From CHO to HEK293: Evolving Demands in Cell Culture Systems

In modern biopharmaceutical production, cell lines are the “factories” that power the creation of vaccines, monoclonal antibodies, and recombinant proteins.

Among the numerous cell types used for biomanufacturing, CHO (Chinese Hamster Ovary) and HEK293 (Human Embryonic Kidney 293) cells stand out as the most widely adopted mammalian expression systems.

However, as product types diversify and regulatory requirements tighten, the cultivation needs of these cell lines have evolved significantly — from culture conditions to vessel design and process scalability.

I. CHO Cells: The Longtime Workhorse of Biopharmaceuticals

Since the 1980s, CHO cells have been the gold standard for producing recombinant therapeutic proteins and monoclonal antibodies.

Their advantages include:

High productivity and adaptability to serum-free media;

Strong genetic stability and scalability;

Regulatory acceptance and long safety record.

CHO cells grow as suspension cultures in most modern production lines, but early-stage development and clone selection still rely on adherent cultures using cell culture flasks or multi-layer cell factories.

In early research phases, uniform surface treatment and gas exchange in flasks are essential for maintaining stable growth before suspension adaptation.

II. HEK293 Cells: Rising Star for Viral and Complex Protein Production

Unlike CHO, HEK293 cells are human-derived and provide more human-like post-translational modifications.

They are widely used for:

Viral vector production (adenovirus, lentivirus, AAV);

Vaccine development;

Expression of complex membrane or glycoproteins.

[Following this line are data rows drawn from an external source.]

//! This module contains the run controller: the world, the tick schedule and the run state machine.

use bevy_ecs::entity::Entity;
use bevy_ecs::event::{EventRegistry, Events};
use bevy_ecs::query::With;
use bevy_ecs::schedule::{ExecutorKind, IntoScheduleConfigs, Schedule, SystemSet};
use bevy_ecs::world::World;
use tracing::{debug, info, trace};

use crate::error::{GameError, GameResult};
use crate::events::{GameCommand, GameEvent, SimEvent};
use crate::formatter;
use crate::level::{despawn_level, LevelCatalog, LevelLayout};
use crate::systems::{
    clock_system, contact_system, enemy_behavior_system, enemy_separation_system, integrate_system, obstacle_collision_system,
    oxygen_system, player_intent_system, stage_system, DeltaTime, InputIntent, OxygenEconomy, PendingTransition, PlayerControlled,
    RunMode, RunState, SimRng, Snapshot,
};

/// The phases of a tick, in the order they run. Later phases read what earlier phases wrote, so this
/// order must not change.
#[derive(SystemSet, Debug, Hash, PartialEq, Eq, Clone, Copy)]
pub enum TickPhase {
    /// Input intent becomes the player's velocity.
    Input,
    /// Enemies choose their velocities.
    Behavior,
    /// Velocities are applied to positions.
    Integrate,
    /// Movers are pushed out of walls, then out of each other.
    Resolve,
    /// Player overlaps with enemies, pickups and exits are reported.
    Detect,
    /// Oxygen drain, hits and refills.
    Economy,
    /// Death and exit checks.
    Terminal,
    /// Elapsed play time.
    Clock,
}

/// Owns the simulation and drives it one fixed step at a time.
///
/// The world holds every level entity plus the [`RunState`]; the schedule holds the per-tick systems
/// grouped by [`TickPhase`]. Level transitions happen between schedule runs, never inside one.
pub struct Game {
    pub world: World,
    pub schedule: Schedule,
    catalog: LevelCatalog,
    notifications: Vec<SimEvent>,
    exit_requested: bool,
}

impl Game {
    /// Creates a game sitting in the menu. Nothing is read from the level data until the run starts.
    ///
    /// With a `seed`, enemy wandering is reproducible across runs.
    pub fn new(catalog: LevelCatalog, seed: Option<u64>) -> Self {
        let mut world = World::new();
        let mut schedule = Schedule::default();
        schedule.set_executor_kind(ExecutorKind::SingleThreaded);

        Self::setup_ecs(&mut world);
        Self::insert_resources(&mut world, seed);
        Self::configure_schedule(&mut schedule);

        debug!(source = ?catalog.source(), seeded = seed.is_some(), "Game created");

        Self {
            world,
            schedule,
            catalog,
            notifications: Vec::new(),
            exit_requested: false,
        }
    }

    fn setup_ecs(world: &mut World) {
        EventRegistry::register_event::<GameEvent>(world);
        EventRegistry::register_event::<SimEvent>(world);
    }

    fn insert_resources(world: &mut World, seed: Option<u64>) {
        world.insert_resource(RunState::default());
        world.insert_resource(PendingTransition::default());
        world.insert_resource(InputIntent::empty());
        world.insert_resource(DeltaTime(0.0));
        world.insert_resource(match seed {
            Some(seed) => SimRng::seeded(seed),
            None => SimRng::from_entropy(),
        });
    }

    fn configure_schedule(schedule: &mut Schedule) {
        schedule
            .add_systems((
                player_intent_system.in_set(TickPhase::Input),
                enemy_behavior_system.in_set(TickPhase::Behavior),
                integrate_system.in_set(TickPhase::Integrate),
                (obstacle_collision_system, enemy_separation_system)
                    .chain()
                    .in_set(TickPhase::Resolve),
                contact_system.in_set(TickPhase::Detect),
                oxygen_system.in_set(TickPhase::Economy),
                stage_system.in_set(TickPhase::Terminal),
                clock_system.in_set(TickPhase::Clock),
            ))
            .configure_sets(
                (
                    TickPhase::Input,
                    TickPhase::Behavior,
                    TickPhase::Integrate,
                    TickPhase::Resolve,
                    TickPhase::Detect,
                    TickPhase::Economy,
                    TickPhase::Terminal,
                    TickPhase::Clock,
                )
                    .chain(),
            );
    }

    /// Handles a discrete input.
    ///
    /// `Confirm` starts a run from the menu and restarts one that has ended; it is ignored mid-run.
    ///
    /// # Errors
    ///
    /// Propagates the level data errors of [`start`](Self::start).
    pub fn handle_command(&mut self, command: GameCommand) -> GameResult<()> {
        match command {
            GameCommand::Confirm => match self.run_state().mode {
                RunMode::Menu => self.start(),
                RunMode::Over | RunMode::Clear => self.restart(),
                RunMode::Play => {
                    trace!("Confirm ignored during play");
                    Ok(())
                }
            },
            GameCommand::Exit => {
                info!("Exit requested");
                self.exit_requested = true;
                Ok(())
            }
        }
    }

    /// Begins a run at level 1, resetting every piece of run state.
    ///
    /// # Errors
    ///
    /// Returns a configuration error if the level data cannot be read. The game stays where it was.
    pub fn start(&mut self) -> GameResult<()> {
        let records = self.catalog.load(1)?;
        let max_level = self.catalog.max_level();

        *self.world.resource_mut::<RunState>() = RunState {
            mode: RunMode::Play,
            level_id: 1,
            max_level,
            oxygen: OxygenEconomy::for_level(1),
            elapsed: 0.0,
        };
        *self.world.resource_mut::<PendingTransition>() = PendingTransition::None;
        self.world.insert_resource(InputIntent::empty());
        self.world.resource_mut::<Events<GameEvent>>().clear();

        info!(max_level, "Run started");
        self.build_level(1, LevelLayout::from_records(records));
        Ok(())
    }

    /// Starts over from level 1 after a run has ended. Equivalent to [`start`](Self::start).
    pub fn restart(&mut self) -> GameResult<()> {
        info!(previous = ?self.run_state().mode, "Restarting run");
        self.start()
    }

    /// Sets the movement intent used by every following tick until it is changed.
    pub fn set_intent(&mut self, intent: InputIntent) {
        self.world.insert_resource(intent);
    }

    /// Advances the simulation by `dt` seconds. Does nothing unless a run is in play.
    ///
    /// # Errors
    ///
    /// Returns a configuration error if the next level's data could not be read after reaching an exit,
    /// and [`GameError::InvalidState`] if a run is in play without a player entity.
    pub fn tick(&mut self, dt: f32) -> GameResult<()> {
        formatter::increment_tick();
        if self.run_state().mode != RunMode::Play {
            return Ok(());
        }

        let players = self.world.query_filtered::<Entity, With<PlayerControlled>>().iter(&self.world).count();
        if players != 1 {
            return Err(GameError::InvalidState(format!("expected one player in play, found {players}")));
        }

        self.world.insert_resource(DeltaTime(dt));
        self.schedule.run(&mut self.world);

        self.world.resource_mut::<Events<GameEvent>>().clear();
        self.notifications
            .extend(self.world.resource_mut::<Events<SimEvent>>().drain());

        let pending = std::mem::take(&mut *self.world.resource_mut::<PendingTransition>());
        if pending == PendingTransition::Advance && self.run_state().mode == RunMode::Play {
            self.advance()?;
        }

        Ok(())
    }

    /// Moves on to the next level, or clears the run when there is none.
    fn advance(&mut self) -> GameResult<()> {
        let run = self.run_state();
        let next = run.level_id + 1;
        if next > run.max_level {
            self.clear_run(run.level_id);
            return Ok(());
        }

        let layout = LevelLayout::from_records(self.catalog.load(next)?);
        if self.build_level(next, layout) {
            info!(level_id = next, elapsed = run.elapsed, "Level advanced");
            self.notifications.push(SimEvent::LevelAdvanced { level_id: next });
        }
        Ok(())
    }

    /// Replaces the level entities and resets per-level state. An exhausted level clears the run.
    ///
    /// Returns whether a level was built.
    fn build_level(&mut self, level_id: u32, layout: Option<LevelLayout>) -> bool {
        let Some(layout) = layout else {
            despawn_level(&mut self.world);
            self.clear_run(level_id);
            return false;
        };

        layout.spawn(&mut self.world);
        let mut run = self.world.resource_mut::<RunState>();
        run.level_id = level_id;
        run.oxygen = OxygenEconomy::for_level(level_id);
        debug!(level_id, oxygen = run.oxygen.value(), "Level built");
        true
    }

    fn clear_run(&mut self, level_id: u32) {
        let mut run = self.world.resource_mut::<RunState>();
        run.mode = RunMode::Clear;
        info!(level_id, elapsed = run.elapsed, "Run cleared");
        self.notifications.push(SimEvent::RunCleared);
    }

    pub fn run_state(&self) -> RunState {
        *self.world.resource::<RunState>()
    }

    /// Whether an `Exit` command has been received.
    pub fn exit_requested(&self) -> bool {
        self.exit_requested
    }

    /// A copy of the current state for rendering.
    pub fn snapshot(&mut self) -> Snapshot {
        Snapshot::capture(&mut self.world)
    }

    /// Takes every notification emitted since the last call, oldest first.
    pub fn drain_events(&mut self) -> Vec<SimEvent> {
        std::mem::take(&mut self.notifications)
    }
}
use anyhow::Context;
use breathe::{
    app::App,
    config::{self, Config},
    formatter::TickFormatter,
};
use tracing::{error, info};
use tracing_error::ErrorLayer;
use tracing_subscriber::{layer::SubscriberExt, util::SubscriberInitExt, EnvFilter};

fn init_tracing(default_filter: &str) {
    let filter = EnvFilter::try_from_default_env().unwrap_or_else(|_| EnvFilter::new(default_filter));

    tracing_subscriber::registry()
        .with(filter)
        .with(tracing_subscriber::fmt::layer().event_format(TickFormatter))
        .with(ErrorLayer::default())
        .init();
}

fn run(config: &Config) -> anyhow::Result<()> {
    let mut app = App::new(config).context("Could not start the game")?;
    info!(step = config.step_seconds(), realtime = config.realtime, "Starting game loop");

    while app.run().context("Simulation stopped")? {}

    Ok(())
}

/// The main entry point: loads configuration, starts a run and steps it until it ends.
pub fn main() {
    let config = match config::load_config() {
        Ok(config) => config,
        Err(e) => {
            init_tracing("info");
            error!("Invalid configuration: {e}");
            std::process::exit(2);
        }
    };
    init_tracing(&config.log_filter);

    if let Err(e) = run(&config) {
        error!("{e:#}");
        std::process::exit(1);
    }
}
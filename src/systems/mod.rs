//! The Entity-Component-System (ECS) module.
//!
//! This module contains all the ECS-related logic, including components, systems,
//! and resources.

pub mod collision;
pub mod components;
pub mod enemy;
pub mod movement;
pub mod oxygen;
pub mod snapshot;
pub mod state;

pub use self::collision::*;
pub use self::components::*;
pub use self::enemy::*;
pub use self::movement::*;
pub use self::oxygen::*;
pub use self::snapshot::*;
pub use self::state::*;
use bevy_ecs::{bundle::Bundle, component::Component, resource::Resource};
use bitflags::bitflags;
use glam::Vec2;
use rand::{rngs::SmallRng, SeedableRng};
use strum_macros::IntoStaticStr;

use crate::systems::{collision::Aabb, enemy::EnemyBehavior};

/// A tag component for entities that are controlled by the player.
#[derive(Default, Component)]
pub struct PlayerControlled;

/// A tag component denoting the type of entity, used by the render snapshot.
#[derive(Component, Debug, Clone, Copy, PartialEq, Eq, Hash, IntoStaticStr)]
pub enum EntityKind {
    Player,
    Enemy,
    Pickup,
    Wall,
    Door,
    Exit,
}

/// The center of an entity in world units.
#[derive(Component, Debug, Clone, Copy, PartialEq, Default)]
pub struct Position(pub Vec2);

/// Movement in world units per second.
#[derive(Component, Debug, Clone, Copy, PartialEq, Default)]
pub struct Velocity(pub Vec2);

/// Where a moving entity stood before this tick's integration.
#[derive(Component, Debug, Clone, Copy, PartialEq, Default)]
pub struct PreviousPosition(pub Vec2);

/// An axis-aligned hitbox centered on the entity's [`Position`].
#[derive(Component, Debug, Clone, Copy, PartialEq)]
pub struct Hitbox {
    pub half_extents: Vec2,
}

impl Hitbox {
    pub fn new(half_extents: Vec2) -> Self {
        Self { half_extents }
    }

    /// A hitbox covering a rectangle of the given full size.
    pub fn from_size(size: Vec2) -> Self {
        Self::new(size * 0.5)
    }

    pub fn at(&self, position: Vec2) -> Aabb {
        Aabb::new(position, self.half_extents)
    }
}

/// Static geometry that movers cannot pass through. Walls and doors both carry this.
#[derive(Default, Component)]
pub struct Obstacle;

/// An oxygen canister, removed from the world once collected.
#[derive(Component, Debug, Clone, Copy, PartialEq)]
pub struct Pickup {
    pub refill: f32,
}

/// Touching this advances the run to the next level.
#[derive(Default, Component)]
pub struct ExitZone;

/// Marks everything spawned from level data so a rebuild can clear it.
#[derive(Default, Component)]
pub struct LevelEntity;

#[derive(Bundle)]
pub struct PlayerBundle {
    pub player: PlayerControlled,
    pub position: Position,
    pub previous: PreviousPosition,
    pub velocity: Velocity,
    pub hitbox: Hitbox,
    pub kind: EntityKind,
    pub level: LevelEntity,
}

#[derive(Bundle)]
pub struct EnemyBundle {
    pub behavior: EnemyBehavior,
    pub position: Position,
    pub previous: PreviousPosition,
    pub velocity: Velocity,
    pub hitbox: Hitbox,
    pub kind: EntityKind,
    pub level: LevelEntity,
}

#[derive(Bundle)]
pub struct PickupBundle {
    pub pickup: Pickup,
    pub position: Position,
    pub hitbox: Hitbox,
    pub kind: EntityKind,
    pub level: LevelEntity,
}

#[derive(Bundle)]
pub struct ObstacleBundle {
    pub obstacle: Obstacle,
    pub position: Position,
    pub hitbox: Hitbox,
    pub kind: EntityKind,
    pub level: LevelEntity,
}

#[derive(Bundle)]
pub struct ExitBundle {
    pub exit: ExitZone,
    pub position: Position,
    pub hitbox: Hitbox,
    pub kind: EntityKind,
    pub level: LevelEntity,
}

/// Length of the current tick, in seconds.
#[derive(Resource, Debug, Clone, Copy)]
pub struct DeltaTime(pub f32);

bitflags! {
    /// The resolved movement intent for the current tick.
    #[derive(Resource, Default, Clone, Copy, Debug, PartialEq, Eq, Hash)]
    pub struct InputIntent: u8 {
        const UP = 1 << 0;
        const DOWN = 1 << 1;
        const LEFT = 1 << 2;
        const RIGHT = 1 << 3;
    }
}

impl InputIntent {
    /// The unit direction of the intent, or zero when nothing is held or opposing keys cancel.
    pub fn direction(self) -> Vec2 {
        let axis = |positive: Self, negative: Self| {
            let mut value = 0.0;
            if self.contains(positive) {
                value += 1.0;
            }
            if self.contains(negative) {
                value -= 1.0;
            }
            value
        };

        Vec2::new(axis(Self::RIGHT, Self::LEFT), axis(Self::UP, Self::DOWN)).normalize_or_zero()
    }

    /// The intent closest to travelling along `direction`, using a dead zone to avoid jitter.
    pub fn toward(direction: Vec2) -> Self {
        const DEAD_ZONE: f32 = 0.25;

        let direction = direction.normalize_or_zero();
        let mut intent = Self::empty();
        intent.set(Self::RIGHT, direction.x > DEAD_ZONE);
        intent.set(Self::LEFT, direction.x < -DEAD_ZONE);
        intent.set(Self::UP, direction.y > DEAD_ZONE);
        intent.set(Self::DOWN, direction.y < -DEAD_ZONE);
        intent
    }
}

/// The single source of randomness for the simulation. Seeding it makes enemy behavior reproducible.
#[derive(Resource, Debug, Clone)]
pub struct SimRng(pub SmallRng);

impl SimRng {
    pub fn seeded(seed: u64) -> Self {
        Self(SmallRng::seed_from_u64(seed))
    }

    pub fn from_entropy() -> Self {
        Self(SmallRng::from_os_rng())
    }
}
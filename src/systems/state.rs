use bevy_ecs::event::{EventReader, EventWriter};
use bevy_ecs::resource::Resource;
use bevy_ecs::system::{Res, ResMut};
use strum_macros::IntoStaticStr;
use tracing::info;

use crate::events::{GameEvent, SimEvent};
use crate::systems::components::DeltaTime;
use crate::systems::oxygen::OxygenEconomy;

/// The high-level stage of a run.
#[derive(Debug, Clone, Copy, PartialEq, Eq, Hash, Default, IntoStaticStr)]
pub enum RunMode {
    /// Waiting for the player to start.
    #[default]
    Menu,
    /// The simulation is ticking.
    Play,
    /// Oxygen ran out.
    Over,
    /// Every level has been completed.
    Clear,
}

impl RunMode {
    /// Whether the run has ended and is waiting for a restart.
    pub fn is_finished(self) -> bool {
        matches!(self, RunMode::Over | RunMode::Clear)
    }
}

/// Everything about the current run that outlives a single level's entities.
#[derive(Resource, Debug, Clone, Copy, PartialEq)]
pub struct RunState {
    pub mode: RunMode,
    pub level_id: u32,
    /// The highest level id in the level data, read when the run starts.
    pub max_level: u32,
    pub oxygen: OxygenEconomy,
    /// Seconds of play since the run started. Carries over between levels.
    pub elapsed: f32,
}

impl Default for RunState {
    fn default() -> Self {
        Self {
            mode: RunMode::Menu,
            level_id: 1,
            max_level: 1,
            oxygen: OxygenEconomy::for_level(1),
            elapsed: 0.0,
        }
    }
}

/// A level change requested during the tick, applied by the controller once the schedule has finished.
#[derive(Resource, Debug, Clone, Copy, PartialEq, Eq, Default)]
pub enum PendingTransition {
    #[default]
    None,
    Advance,
}

/// Evaluates the terminal conditions. Running out of oxygen wins over reaching the exit in the same tick.
pub fn stage_system(
    mut run: ResMut<RunState>,
    mut pending: ResMut<PendingTransition>,
    mut contacts: EventReader<GameEvent>,
    mut notifications: EventWriter<SimEvent>,
) {
    if run.oxygen.is_depleted() {
        run.mode = RunMode::Over;
        info!(level_id = run.level_id, elapsed = run.elapsed, "Oxygen depleted, run over");
        notifications.write(SimEvent::PlayerDied);
        return;
    }

    if contacts.read().any(|event| matches!(event, GameEvent::ExitReached)) {
        *pending = PendingTransition::Advance;
    }
}

/// Accumulates play time.
pub fn clock_system(delta_time: Res<DeltaTime>, mut run: ResMut<RunState>) {
    run.elapsed += delta_time.0;
}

HEK293 cells can be cultured as adherent or suspension types, depending on application needs.

However, their oxygen sensitivity and nutrient consumption require more precise environmental control compared with CHO cells.

For adherent HEK293 cultures, consistent gas exchange and low shear stress are critical — multilayer cell factory systems with stable CO₂ permeability provide an ideal solution.

III. Key Differences in Culture Requirements

| Parameter | CHO Cells | HEK293 Cells |

| -------------------- | ------------------------------------------- | ------------------------------------------ |

| Growth Type | Mostly suspension (some adherent) | Adherent or suspension |

| Oxygen Demand | Moderate | Higher, more sensitive |

| Shear Tolerance | High | Lower |

| Medium Preference | Chemically defined, serum-free | Often requires optimized supplements |

| Primary Applications | Monoclonal antibodies, recombinant proteins | Viral vectors, vaccines, membrane proteins |

The shift from CHO to HEK293 reflects not just a change in cell line, but in the entire culture philosophy — from robustness and yield toward precision and biological relevance.

IV. Impact on Cell Culture Systems and Consumables

The evolution of cell lines directly influences how culture systems are designed:

1. Gas Exchange Optimization

HEK293 cells benefit from high-efficiency gas-permeable systems, ensuring oxygen delivery without excessive agitation.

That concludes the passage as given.